The Existential Question

Most Christians, however, do believe that God gives us free will and that we are judged based on whether we freely choose to accept or reject the revelation that God has provided. Since we cannot choose to know what we do not know, nor to not know what we know, faith cannot be knowledge. It has to be belief, and as such, it has to allow the possibility of doubt.

This means that every time the question “is there really a God” arises, the Christian has to make a choice. This choice has two components. The first is to decide whether to pose the question to yourself in good faith, or whether to assert your belief as a certainty without consciously acknowledging the dimension of doubt. The Christian can simply choose not to actually engage with the question as a question, to pretend that it is settled and that she has no choice but to go on believing.

This, of course, involves choosing in bad faith, but through that act of bad faith it becomes possible to avoid having to contend with the possibility of unbelief. It is also (because this is how bad faith works) possible to pretend that you aren’t making a choice at all. You can simply ignore the fact that it is possible to consider the question seriously, and thus can insulate yourself from the possibility of doubt

Let’s suppose, though, that you’ve decided that you are not willing to be dishonest with yourself: that if you are going to have faith, you are going to own it as a genuine choice in favour of God. In this case, you are confronted with the fact that belief necessitates the possibility of unbelief — that once having decided to believe, you must renew and reaffirm this belief each time that is called into question.

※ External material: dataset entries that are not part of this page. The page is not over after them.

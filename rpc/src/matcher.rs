//! Correlation registry matching inbound replies to pending calls.
//!
//! Every outgoing call registers its correlation id here together with the
//! callback that should observe the replies. The reply listener routes each
//! inbound [`Response`] through [`RequestMatcher::complete`]; a timeout
//! watchdog races it through [`RequestMatcher::expire`]. Removal from the map
//! is the single point of mutual exclusion: whichever of the two wins the
//! removal is the only one permitted to invoke the callback with a terminal
//! result, so a late reply and a timeout can never both fire.

use crate::error::RpcError;
use chrono::{DateTime, Utc};
use devicemesh_core::Response;
use std::collections::HashMap;
use std::sync::{Arc, Mutex, MutexGuard};
use tokio::sync::oneshot;

/// Callback observing the responses of one pending call.
///
/// Invoked once for a single-reply call, repeatedly for a streaming call.
/// Always invoked from a bus-listener or watchdog task, never from the
/// caller's own task.
pub type ResponseCallback = Arc<dyn Fn(Response) + Send + Sync>;

/// One pending call. Owned exclusively by the matcher for its lifetime.
struct Entry {
    callback: ResponseCallback,
    single_reply: bool,
    created_at: DateTime<Utc>,
}

/// Thread-safe store of pending calls keyed by correlation id.
///
/// Safe for concurrent use without external locking. Callbacks are always
/// invoked *outside* the internal lock, so a callback may itself issue new
/// calls without deadlocking.
#[derive(Default)]
pub struct RequestMatcher {
    entries: Mutex<HashMap<String, Entry>>,
}

impl RequestMatcher {
    /// Create an empty matcher.
    #[must_use]
    pub fn new() -> Self {
        Self::default()
    }

    fn lock(&self) -> MutexGuard<'_, HashMap<String, Entry>> {
        // A panicking callback can never poison this lock (callbacks run
        // outside it); recover the map rather than propagate the poison.
        match self.entries.lock() {
            Ok(guard) => guard,
            Err(poisoned) => poisoned.into_inner(),
        }
    }

    /// Register a pending call.
    ///
    /// # Errors
    ///
    /// Returns [`RpcError::DuplicateCorrelationId`] if the id is already
    /// tracked. Ids are uuid-generated, so this only fires on caller misuse.
    pub fn register(
        &self,
        correlation_id: &str,
        callback: ResponseCallback,
        single_reply: bool,
    ) -> Result<(), RpcError> {
        let mut entries = self.lock();
        if entries.contains_key(correlation_id) {
            return Err(RpcError::DuplicateCorrelationId(correlation_id.to_owned()));
        }
        let previous = entries.insert(
            correlation_id.to_owned(),
            Entry {
                callback,
                single_reply,
                created_at: Utc::now(),
            },
        );
        debug_assert!(previous.is_none());
        Ok(())
    }

    /// Deliver an inbound response to its pending call.
    ///
    /// Returns `false` when no entry matches — the caller treats that as an
    /// orphan reply and drops it. When the response is terminal (the entry
    /// expects a single reply, or `response.last` is set) the entry is removed
    /// before the callback runs; otherwise it stays registered for further
    /// parts.
    pub fn complete(&self, response: Response) -> bool {
        let callback = {
            let mut entries = self.lock();
            let Some(entry) = entries.get(&response.correlation_id) else {
                return false;
            };
            if entry.single_reply || response.last {
                entries
                    .remove(&response.correlation_id)
                    .map(|entry| entry.callback)
            } else {
                Some(Arc::clone(&entry.callback))
            }
        };
        match callback {
            Some(callback) => {
                callback(response);
                true
            }
            None => false,
        }
    }

    /// Expire a pending call, delivering a synthetic timeout failure.
    ///
    /// Returns `false` when the entry is already gone — the call completed or
    /// was cancelled first, and no callback is invoked.
    pub fn expire(&self, correlation_id: &str) -> bool {
        let entry = self.lock().remove(correlation_id);
        match entry {
            Some(entry) => {
                tracing::debug!(
                    correlation_id = %correlation_id,
                    pending_ms = (Utc::now() - entry.created_at).num_milliseconds(),
                    "expiring pending call"
                );
                (entry.callback)(Response::timeout(correlation_id));
                true
            }
            None => false,
        }
    }

    /// Remove a pending call without invoking its callback.
    ///
    /// Caller-initiated cancellation, and cleanup when the publish that should
    /// have produced replies failed. Returns whether an entry was removed.
    pub fn cancel(&self, correlation_id: &str) -> bool {
        self.lock().remove(correlation_id).is_some()
    }

    /// Number of calls currently awaiting replies.
    #[must_use]
    pub fn len(&self) -> usize {
        self.lock().len()
    }

    /// Whether no calls are pending.
    #[must_use]
    pub fn is_empty(&self) -> bool {
        self.lock().is_empty()
    }
}

/// Adapt a `oneshot` channel into a [`ResponseCallback`].
///
/// The first response is sent into the returned receiver; any further
/// responses are dropped. Convenient for awaiting single-reply calls.
#[must_use]
pub fn oneshot_callback() -> (ResponseCallback, oneshot::Receiver<Response>) {
    let (tx, rx) = oneshot::channel();
    let slot = Mutex::new(Some(tx));
    let callback: ResponseCallback = Arc::new(move |response| {
        let sender = match slot.lock() {
            Ok(mut guard) => guard.take(),
            Err(poisoned) => poisoned.into_inner().take(),
        };
        if let Some(sender) = sender {
            // A dropped receiver just means the caller stopped waiting.
            sender.send(response).ok();
        }
    });
    (callback, rx)
}

#[cfg(test)]
mod tests {
    #![allow(clippy::unwrap_used, clippy::expect_used, clippy::panic)] // Test code can use unwrap/expect/panic

    use super::*;
    use std::sync::atomic::{AtomicUsize, Ordering};

    fn counting_callback() -> (ResponseCallback, Arc<AtomicUsize>) {
        let count = Arc::new(AtomicUsize::new(0));
        let seen = Arc::clone(&count);
        let callback: ResponseCallback = Arc::new(move |_| {
            seen.fetch_add(1, Ordering::SeqCst);
        });
        (callback, count)
    }

    #[test]
    fn register_rejects_duplicate_ids() {
        let matcher = RequestMatcher::new();
        let (callback, _) = counting_callback();
        matcher.register("c1", Arc::clone(&callback), true).unwrap();
        let err = matcher.register("c1", callback, true).unwrap_err();
        assert!(matches!(err, RpcError::DuplicateCorrelationId(id) if id == "c1"));
    }

    #[test]
    fn complete_removes_single_reply_entry() {
        let matcher = RequestMatcher::new();
        let (callback, count) = counting_callback();
        matcher.register("c1", callback, true).unwrap();

        assert!(matcher.complete(Response::success("c1", vec![], true)));
        assert_eq!(count.load(Ordering::SeqCst), 1);
        assert!(matcher.is_empty());

        // Second reply for the same id is an orphan.
        assert!(!matcher.complete(Response::success("c1", vec![], true)));
        assert_eq!(count.load(Ordering::SeqCst), 1);
    }

    #[test]
    fn streaming_entry_survives_until_last_part() {
        let matcher = RequestMatcher::new();
        let (callback, count) = counting_callback();
        matcher.register("c1", callback, false).unwrap();

        assert!(matcher.complete(Response::success("c1", vec![1], false)));
        assert!(matcher.complete(Response::success("c1", vec![2], false)));
        assert_eq!(matcher.len(), 1);

        assert!(matcher.complete(Response::success("c1", vec![3], true)));
        assert!(matcher.is_empty());
        assert_eq!(count.load(Ordering::SeqCst), 3);

        // Stray fourth part is dropped.
        assert!(!matcher.complete(Response::success("c1", vec![4], false)));
        assert_eq!(count.load(Ordering::SeqCst), 3);
    }

    #[test]
    fn expire_delivers_timeout_failure_once() {
        let matcher = RequestMatcher::new();
        let responses = Arc::new(Mutex::new(Vec::new()));
        let seen = Arc::clone(&responses);
        let callback: ResponseCallback = Arc::new(move |response| {
            seen.lock().unwrap().push(response);
        });
        matcher.register("c1", callback, true).unwrap();

        assert!(matcher.expire("c1"));
        assert!(!matcher.expire("c1"));

        let responses = responses.lock().unwrap();
        assert_eq!(responses.len(), 1);
        assert!(responses[0].failed);
        assert!(responses[0].last);
        assert_eq!(responses[0].correlation_id, "c1");
    }

    #[test]
    fn expire_loses_race_against_completion() {
        let matcher = RequestMatcher::new();
        let (callback, count) = counting_callback();
        matcher.register("c1", callback, true).unwrap();

        assert!(matcher.complete(Response::success("c1", vec![], true)));
        assert!(!matcher.expire("c1"));
        assert_eq!(count.load(Ordering::SeqCst), 1);
    }

    #[test]
    fn cancel_suppresses_the_callback() {
        let matcher = RequestMatcher::new();
        let (callback, count) = counting_callback();
        matcher.register("c1", callback, true).unwrap();

        assert!(matcher.cancel("c1"));
        assert!(!matcher.cancel("c1"));
        assert!(!matcher.complete(Response::success("c1", vec![], true)));
        assert_eq!(count.load(Ordering::SeqCst), 0);
    }

    #[test]
    fn concurrent_complete_and_expire_fire_exactly_once() {
        // The removal race under real thread interleaving: for each round,
        // exactly one of complete/expire must observe the entry.
        for _ in 0..200 {
            let matcher = Arc::new(RequestMatcher::new());
            let (callback, count) = counting_callback();
            matcher.register("c1", callback, true).unwrap();

            let completer = {
                let matcher = Arc::clone(&matcher);
                std::thread::spawn(move || matcher.complete(Response::success("c1", vec![], true)))
            };
            let expirer = {
                let matcher = Arc::clone(&matcher);
                std::thread::spawn(move || matcher.expire("c1"))
            };

            let completed = completer.join().unwrap();
            let expired = expirer.join().unwrap();
            assert!(completed ^ expired, "exactly one side must win the removal");
            assert_eq!(count.load(Ordering::SeqCst), 1);
            assert!(matcher.is_empty());
        }
    }

    #[tokio::test]
    async fn oneshot_callback_delivers_first_response_only() {
        let (callback, rx) = oneshot_callback();
        callback(Response::success("c1", b"first".to_vec(), true));
        callback(Response::success("c1", b"second".to_vec(), true));

        let response = rx.await.unwrap();
        assert_eq!(response.body, b"first");
    }

    mod properties {
        use super::*;
        use proptest::prelude::*;

        proptest! {
            /// However many non-terminal parts a stream produces, the entry
            /// survives them all, fires once per part, and is removed exactly
            /// by the terminal part.
            #[test]
            fn streaming_delivers_every_part(parts in 0usize..20) {
                let matcher = RequestMatcher::new();
                let (callback, count) = counting_callback();
                matcher.register("c1", callback, false).unwrap();

                for _ in 0..parts {
                    prop_assert!(matcher.complete(Response::success("c1", vec![], false)));
                }
                prop_assert_eq!(matcher.len(), 1);

                prop_assert!(matcher.complete(Response::success("c1", vec![], true)));
                prop_assert!(matcher.is_empty());
                prop_assert_eq!(count.load(Ordering::SeqCst), parts + 1);
            }
        }
    }
}
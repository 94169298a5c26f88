//! # Devicemesh RPC
//!
//! Asynchronous request/response layer on top of the shared message bus.
//!
//! A caller-side [`RpcClient`] publishes [`Request`](devicemesh_core::Request)
//! envelopes onto the bus, registers a completion callback in the
//! [`RequestMatcher`], and demultiplexes inbound replies back to the right
//! pending call. A server-side [`RpcServer`] consumes requests, looks the
//! action kind up in an explicit dispatch table, runs the handler on a worker
//! pool, and publishes one or more replies tagged with the original
//! correlation id.
//!
//! ## Outcome model
//!
//! A caller sees either a stream of responses ending in `last = true,
//! failed = false`, or a terminal failure (handler error or timeout) delivered
//! exactly once through the same callback, distinguished only by the `failed`
//! flag. There is one place to check outcome.

pub mod client;
pub mod error;
pub mod matcher;
pub mod server;

pub use client::{RpcClient, RpcClientConfig};
pub use error::RpcError;
pub use matcher::{oneshot_callback, RequestMatcher, ResponseCallback};
pub use server::{HandlerError, HandlerRegistry, ReplySink, RequestHandler, RpcServer, RpcServerConfig};
//! # Devicemesh Testing
//!
//! Testing utilities for the devicemesh backend.
//!
//! The centerpiece is [`InMemoryMessageBus`], a broadcast-channel
//! implementation of the [`MessageBus`] trait: fast, dependency-free, and
//! faithful to the production bus's topic semantics — subscribers only see
//! messages published after they subscribed, and messages with the same key
//! on one topic arrive in publish order.
//!
//! ## Example
//!
//! ```ignore
//! use devicemesh_testing::InMemoryMessageBus;
//! use std::sync::Arc;
//!
//! #[tokio::test]
//! async fn round_trip() {
//!     let bus = Arc::new(InMemoryMessageBus::new());
//!     let mut stream = bus.subscribe(&["replies"]).await.unwrap();
//!     bus.publish("replies", None, vec![1, 2, 3]).await.unwrap();
//!     // stream.next().await yields the message
//! }
//! ```

use devicemesh_core::bus::{BusError, BusMessage, MessageBus, MessageStream};
use std::collections::HashMap;
use std::future::Future;
use std::pin::Pin;
use std::sync::{Mutex, MutexGuard};
use tokio::sync::{broadcast, mpsc};

/// Default per-topic buffer of the in-memory bus.
const DEFAULT_CAPACITY: usize = 256;

/// In-memory [`MessageBus`] backed by one broadcast channel per topic.
///
/// Publishing to a topic nobody subscribed to succeeds and drops the message,
/// matching a real bus with no consumers attached. A subscriber that falls
/// more than the buffer capacity behind observes a [`BusError::Transport`]
/// item and keeps receiving from the oldest retained message.
pub struct InMemoryMessageBus {
    topics: Mutex<HashMap<String, broadcast::Sender<BusMessage>>>,
    capacity: usize,
}

impl Default for InMemoryMessageBus {
    fn default() -> Self {
        Self::new()
    }
}

impl InMemoryMessageBus {
    /// Create a bus with the default per-topic capacity.
    #[must_use]
    pub fn new() -> Self {
        Self::with_capacity(DEFAULT_CAPACITY)
    }

    /// Create a bus with an explicit per-topic capacity.
    #[must_use]
    pub fn with_capacity(capacity: usize) -> Self {
        Self {
            topics: Mutex::new(HashMap::new()),
            capacity,
        }
    }

    fn lock(&self) -> MutexGuard<'_, HashMap<String, broadcast::Sender<BusMessage>>> {
        match self.topics.lock() {
            Ok(guard) => guard,
            Err(poisoned) => poisoned.into_inner(),
        }
    }

    fn sender_for(&self, topic: &str) -> broadcast::Sender<BusMessage> {
        let mut topics = self.lock();
        topics
            .entry(topic.to_owned())
            .or_insert_with(|| broadcast::channel(self.capacity).0)
            .clone()
    }
}

impl MessageBus for InMemoryMessageBus {
    fn publish(
        &self,
        topic: &str,
        key: Option<&str>,
        payload: Vec<u8>,
    ) -> Pin<Box<dyn Future<Output = Result<(), BusError>> + Send + '_>> {
        let message = BusMessage {
            topic: topic.to_owned(),
            key: key.map(ToOwned::to_owned),
            payload,
        };
        let sender = self.sender_for(topic);
        Box::pin(async move {
            // No receivers is fine: the message just has no audience.
            sender.send(message).ok();
            Ok(())
        })
    }

    fn subscribe(
        &self,
        topics: &[&str],
    ) -> Pin<Box<dyn Future<Output = Result<MessageStream, BusError>> + Send + '_>> {
        let receivers: Vec<(String, broadcast::Receiver<BusMessage>)> = topics
            .iter()
            .map(|topic| ((*topic).to_owned(), self.sender_for(topic).subscribe()))
            .collect();

        Box::pin(async move {
            // Bridge every topic receiver into one merged stream, the same
            // shape the production consumer task uses.
            let (tx, rx) = mpsc::unbounded_channel::<Result<BusMessage, BusError>>();
            for (topic, mut receiver) in receivers {
                let tx = tx.clone();
                tokio::spawn(async move {
                    loop {
                        match receiver.recv().await {
                            Ok(message) => {
                                if tx.send(Ok(message)).is_err() {
                                    break;
                                }
                            }
                            Err(broadcast::error::RecvError::Lagged(skipped)) => {
                                let err = BusError::Transport(format!(
                                    "subscriber lagged, {skipped} messages dropped on '{topic}'"
                                ));
                                if tx.send(Err(err)).is_err() {
                                    break;
                                }
                            }
                            Err(broadcast::error::RecvError::Closed) => break,
                        }
                    }
                });
            }

            let stream = async_stream::stream! {
                let mut rx = rx;
                while let Some(item) = rx.recv().await {
                    yield item;
                }
            };
            Ok(Box::pin(stream) as MessageStream)
        })
    }
}

/// Install a compact tracing subscriber for a test, if none is set yet.
///
/// Safe to call from every test; only the first call wins.
pub fn init_test_tracing() {
    use tracing_subscriber::EnvFilter;
    tracing_subscriber::fmt()
        .with_env_filter(EnvFilter::from_default_env())
        .with_test_writer()
        .try_init()
        .ok();
}

#[cfg(test)]
mod tests {
    #![allow(clippy::unwrap_used, clippy::expect_used, clippy::panic)] // Test code can use unwrap/expect/panic

    use super::*;
    use futures::StreamExt;
    use std::sync::Arc;

    #[tokio::test]
    async fn publish_then_subscribe_misses_earlier_messages() {
        let bus = Arc::new(InMemoryMessageBus::new());
        bus.publish("t", None, vec![1]).await.unwrap();

        let mut stream = bus.subscribe(&["t"]).await.unwrap();
        bus.publish("t", None, vec![2]).await.unwrap();

        let message = stream.next().await.unwrap().unwrap();
        assert_eq!(message.payload, vec![2]);
    }

    #[tokio::test]
    async fn subscribe_merges_topics() {
        let bus = Arc::new(InMemoryMessageBus::new());
        let mut stream = bus.subscribe(&["a", "b"]).await.unwrap();

        bus.publish("a", Some("k"), vec![1]).await.unwrap();
        bus.publish("b", None, vec![2]).await.unwrap();

        let mut seen = vec![
            stream.next().await.unwrap().unwrap(),
            stream.next().await.unwrap().unwrap(),
        ];
        seen.sort_by(|x, y| x.topic.cmp(&y.topic));
        assert_eq!(seen[0].topic, "a");
        assert_eq!(seen[0].key.as_deref(), Some("k"));
        assert_eq!(seen[1].topic, "b");
    }

    #[tokio::test]
    async fn publish_without_subscribers_succeeds() {
        let bus = InMemoryMessageBus::new();
        assert!(bus.publish("empty", None, vec![0]).await.is_ok());
    }

    #[tokio::test]
    async fn each_subscriber_sees_every_message() {
        let bus = Arc::new(InMemoryMessageBus::new());
        let mut first = bus.subscribe(&["t"]).await.unwrap();
        let mut second = bus.subscribe(&["t"]).await.unwrap();

        bus.publish("t", None, vec![7]).await.unwrap();

        assert_eq!(first.next().await.unwrap().unwrap().payload, vec![7]);
        assert_eq!(second.next().await.unwrap().unwrap().payload, vec![7]);
    }
}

Which means that the choice you make today can never be a fixed choice for the rest of your life. There is no guarantee that the person you become in a year, or five years, or twenty-five years, is going to make the same choice. No matter how genuine your faith is today, some change, some new evidence or experience, could prompt you to choose differently tomorrow.

This is, of course, why St. Paul talks about working out salvation in fear and trembling — or, if you like, in anxiety and anguish. To be free, and to acknowledge your freedom, is to accept that you are capable of changing your mind, your heart, your life. Which means a loss of faith is always possible.

Of course, if a loss of faith is always possible then it must be admitted that those of us who claim to have had faith, who tell you that our belief was once as sincere and deep as yours is now, might not be lying. We might not be deluding ourselves. The faith that we lost might not have been merely an emotion, or a mind-game, or a pious act. It might have been every bit as genuine, and every bit as valuable as your faith.

And every bit as fragile, provisional, and uncertain.